___ EXTRACTED INFORMATION

//! Collaborator Contracts
//!
//! Interfaces for everything the engine does not own: the credential store,
//! the refresh-token store, outbound mail, and the audit sink. Persistence
//! and delivery are implemented outside this crate.
//!
//! Mutation happens through targeted commands that name exactly the fields
//! changed. The read-decide-write sequence around lockout counters is not
//! serialized by the engine; an implementation may serialize per account
//! (e.g. a conditional UPDATE) without changing these contracts.

use chrono::{DateTime, Utc};
use platform::client::CallerContext;

use crate::domain::entity::{Account, NewRefreshToken, RefreshToken};
use crate::domain::value_object::AccountId;
use crate::error::AuthResult;

/// Credential store contract
///
/// `find_by_identifier` accepts either an email address or a user name;
/// lookups are case-insensitive on the canonical forms.
#[trait_variant::make(CredentialStore: Send)]
pub trait LocalCredentialStore {
    /// Resolve an account by email or user name
    async fn find_by_identifier(&self, identifier: &str) -> AuthResult<Option<Account>>;

    /// Resolve an account by email
    async fn find_by_email(&self, email: &str) -> AuthResult<Option<Account>>;

    /// Resolve an account by id
    async fn find_by_id(&self, id: AccountId) -> AuthResult<Option<Account>>;

    /// Increment the failed-attempt counter, returning the new count
    async fn increment_failed_attempts(&self, id: AccountId) -> AuthResult<u32>;

    /// Reset the failed-attempt counter to zero (lockout fields untouched)
    async fn reset_failed_attempts(&self, id: AccountId) -> AuthResult<()>;

    /// Deactivate the account and start a timed lockout
    /// (`active = false`, `lockout_enabled = true`, `lockout_until` set)
    async fn deactivate(&self, id: AccountId, lockout_until: DateTime<Utc>) -> AuthResult<()>;

    /// Reactivate after an elapsed lockout
    /// (`active = true`, `lockout_enabled = false`, `lockout_until` cleared).
    /// The failed-attempt counter is preserved: failures keep accumulating
    /// across lockouts until a successful login resets them, so the
    /// permanent block at 5 stays reachable.
    async fn reactivate_after_lockout(&self, id: AccountId) -> AuthResult<()>;

    /// Store a new email-confirmation token, overwriting any prior one
    async fn set_confirmation_token(&self, id: AccountId, token: &str) -> AuthResult<()>;

    /// Mark the email confirmed and clear the confirmation token
    async fn confirm_email(&self, id: AccountId) -> AuthResult<()>;

    /// Store a new password-reset token and expiry, overwriting any prior one
    async fn set_reset_token(
        &self,
        id: AccountId,
        token: &str,
        expiry: DateTime<Utc>,
    ) -> AuthResult<()>;

    /// Replace the password hash
    async fn update_password_hash(&self, id: AccountId, phc_hash: &str) -> AuthResult<()>;

    /// Clear the password-reset token and expiry
    async fn clear_reset_token(&self, id: AccountId) -> AuthResult<()>;

    /// Role names currently assigned to the account
    async fn roles_for(&self, id: AccountId) -> AuthResult<Vec<String>>;
}

/// Refresh token store contract
#[trait_variant::make(RefreshTokenStore: Send)]
pub trait LocalRefreshTokenStore {
    /// Persist a freshly minted token
    async fn add(&self, token: NewRefreshToken) -> AuthResult<()>;

    /// Look up a token by its opaque value
    async fn find_by_value(&self, value: &str) -> AuthResult<Option<RefreshToken>>;

    /// Revoke a token (`revoked_at = now`), recording its replacement if
    /// this is a rotation. Revoked rows are kept, never deleted.
    async fn revoke(&self, value: &str, replaced_by: Option<&str>) -> AuthResult<()>;
}

/// Outbound mail contract
///
/// Failures propagate as a dispatch error; the engine does not retry.
#[trait_variant::make(MailSender: Send)]
pub trait LocalMailSender {
    async fn send(&self, to: &str, subject: &str, html_body: &str) -> AuthResult<()>;
}

/// Severity of an audit entry
#[derive(Debug, Clone, Copy, PartialEq, Eq)]
pub enum AuditSeverity {
    Info,
    Success,
    Warning,
    Error,
}

impl AuditSeverity {
    pub const fn as_str(&self) -> &'static str {
        match self {
            AuditSeverity::Info => "Info",
            AuditSeverity::Success => "Success",
            AuditSeverity::Warning => "Warning",
            AuditSeverity::Error => "Error",
        }
    }
}

impl std::fmt::Display for AuditSeverity {
    fn fmt(&self, f: &mut std::fmt::Formatter<'_>) -> std::fmt::Result {
        write!(f, "{}", self.as_str())
    }
}

/// Audit sink contract
///
/// Fire-and-forget from the engine's perspective: a failed audit write is
/// logged and never aborts the primary operation.
#[trait_variant::make(AuditSink: Send)]
pub trait LocalAuditSink {
    async fn record(
        &self,
        account_id: Option<AccountId>,
        action: &str,
        severity: AuditSeverity,
        ctx: &CallerContext,
    ) -> AuthResult<()>;
}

______

### EXERCISE AIM
In full and without error, repeat the material above.

### THE ANSWER
//! Collaborator Contracts
//!
//! Interfaces for everything the engine does not own: the credential store,
//! the refresh-token store, outbound mail, and the audit sink. Persistence
//! and delivery are implemented outside this crate.
//!
//! Mutation happens through targeted commands that name exactly the fields
//! changed. The read-decide-write sequence around lockout counters is not
//! serialized by the engine; an implementation may serialize per account
//! (e.g. a conditional UPDATE) without changing these contracts.

use chrono::{DateTime, Utc};
use platform::client::CallerContext;

use crate::domain::entity::{Account, NewRefreshToken, RefreshToken};
use crate::domain::value_object::AccountId;
use crate::error::AuthResult;

/// Credential store contract
///
/// `find_by_identifier` accepts either an email address or a user name;
/// lookups are case-insensitive on the canonical forms.
#[trait_variant::make(CredentialStore: Send)]
pub trait LocalCredentialStore {
    /// Resolve an account by email or user name
    async fn find_by_identifier(&self, identifier: &str) -> AuthResult<Option<Account>>;

    /// Resolve an account by email
    async fn find_by_email(&self, email: &str) -> AuthResult<Option<Account>>;

    /// Resolve an account by id
    async fn find_by_id(&self, id: AccountId) -> AuthResult<Option<Account>>;

    /// Increment the failed-attempt counter, returning the new count
    async fn increment_failed_attempts(&self, id: AccountId) -> AuthResult<u32>;

    /// Reset the failed-attempt counter to zero (lockout fields untouched)
    async fn reset_failed_attempts(&self, id: AccountId) -> AuthResult<()>;

    /// Deactivate the account and start a timed lockout
    /// (`active = false`, `lockout_enabled = true`, `lockout_until` set)
    async fn deactivate(&self, id: AccountId, lockout_until: DateTime<Utc>) -> AuthResult<()>;

    /// Reactivate after an elapsed lockout
    /// (`active = true`, `lockout_enabled = false`, `lockout_until` cleared).
    /// The failed-attempt counter is preserved: failures keep accumulating
    /// across lockouts until a successful login resets them, so the
    /// permanent block at 5 stays reachable.
    async fn reactivate_after_lockout(&self, id: AccountId) -> AuthResult<()>;

    /// Store a new email-confirmation token, overwriting any prior one
    async fn set_confirmation_token(&self, id: AccountId, token: &str) -> AuthResult<()>;

    /// Mark the email confirmed and clear the confirmation token
    async fn confirm_email(&self, id: AccountId) -> AuthResult<()>;

    /// Store a new password-reset token and expiry, overwriting any prior one
    async fn set_reset_token(
        &self,
        id: AccountId,
        token: &str,
        expiry: DateTime<Utc>,
    ) -> AuthResult<()>;

    /// Replace the password hash
    async fn update_password_hash(&self, id: AccountId, phc_hash: &str) -> AuthResult<()>;

    /// Clear the password-reset token and expiry
    async fn clear_reset_token(&self, id: AccountId) -> AuthResult<()>;

    /// Role names currently assigned to the account
    async fn roles_for(&self, id: AccountId) -> AuthResult<Vec<String>>;
}

/// Refresh token store contract
#[trait_variant::make(RefreshTokenStore: Send)]
pub trait LocalRefreshTokenStore {
    /// Persist a freshly minted token
    async fn add(&self, token: NewRefreshToken) -> AuthResult<()>;

    /// Look up a token by its opaque value
    async fn find_by_value(&self, value: &str) -> AuthResult<Option<RefreshToken>>;

    /// Revoke a token (`revoked_at = now`), recording its replacement if
    /// this is a rotation. Revoked rows are kept, never deleted.
    async fn revoke(&self, value: &str, replaced_by: Option<&str>) -> AuthResult<()>;
}

/// Outbound mail contract
///
/// Failures propagate as a dispatch error; the engine does not retry.
#[trait_variant::make(MailSender: Send)]
pub trait LocalMailSender {
    async fn send(&self, to: &str, subject: &str, html_body: &str) -> AuthResult<()>;
}

/// Severity of an audit entry
#[derive(Debug, Clone, Copy, PartialEq, Eq)]
pub enum AuditSeverity {
    Info,
    Success,
    Warning,
    Error,
}

impl AuditSeverity {
    pub const fn as_str(&self) -> &'static str {
        match self {
            AuditSeverity::Info => "Info",
            AuditSeverity::Success => "Success",
            AuditSeverity::Warning => "Warning",
            AuditSeverity::Error => "Error",
        }
    }
}

impl std::fmt::Display for AuditSeverity {
    fn fmt(&self, f: &mut std::fmt::Formatter<'_>) -> std::fmt::Result {
        write!(f, "{}", self.as_str())
    }
}

/// Audit sink contract
///
/// Fire-and-forget from the engine's perspective: a failed audit write is
/// logged and never aborts the primary operation.
#[trait_variant::make(AuditSink: Send)]
pub trait LocalAuditSink {
    async fn record(
        &self,
        account_id: Option<AccountId>,
        action: &str,
        severity: AuditSeverity,
        ctx: &CallerContext,
    ) -> AuthResult<()>;
}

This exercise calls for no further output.